• [What the task asks]: Whenever a line in the entries below contains the string "failed", copy that line.
= Beginning of Section =
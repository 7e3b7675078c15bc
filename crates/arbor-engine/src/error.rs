//! Error types for the engine binary.
//!
//! [`EngineError`] wraps every failure mode during start-up and the show
//! loop so `main` can propagate with `?`.

/// Top-level error for the engine binary.
#[derive(Debug, thiserror::Error)]
pub enum EngineError {
    /// Configuration loading failed.
    #[error("config error: {source}")]
    Config {
        /// The underlying config error.
        #[from]
        source: arbor_core::ConfigError,
    },

    /// The configured tree shape could not be built.
    #[error("world error: {source}")]
    World {
        /// The underlying world error.
        #[from]
        source: arbor_world::WorldError,
    },

    /// Connecting to or writing to the peripheral failed.
    #[error("protocol error: {source}")]
    Protocol {
        /// The underlying protocol error.
        #[from]
        source: arbor_protocol::ProtocolError,
    },

    /// The show rotation names a show that does not exist.
    #[error("registry error: {source}")]
    Registry {
        /// The underlying registry error.
        #[from]
        source: arbor_shows::RegistryError,
    },

    /// The frame loop stopped on an error.
    #[error("driver error: {source}")]
    Driver {
        /// The underlying driver error.
        #[from]
        source: arbor_core::DriverError,
    },
}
= End of Section =
• [Response]:
    /// Configuration loading failed.
    /// Connecting to or writing to the peripheral failed.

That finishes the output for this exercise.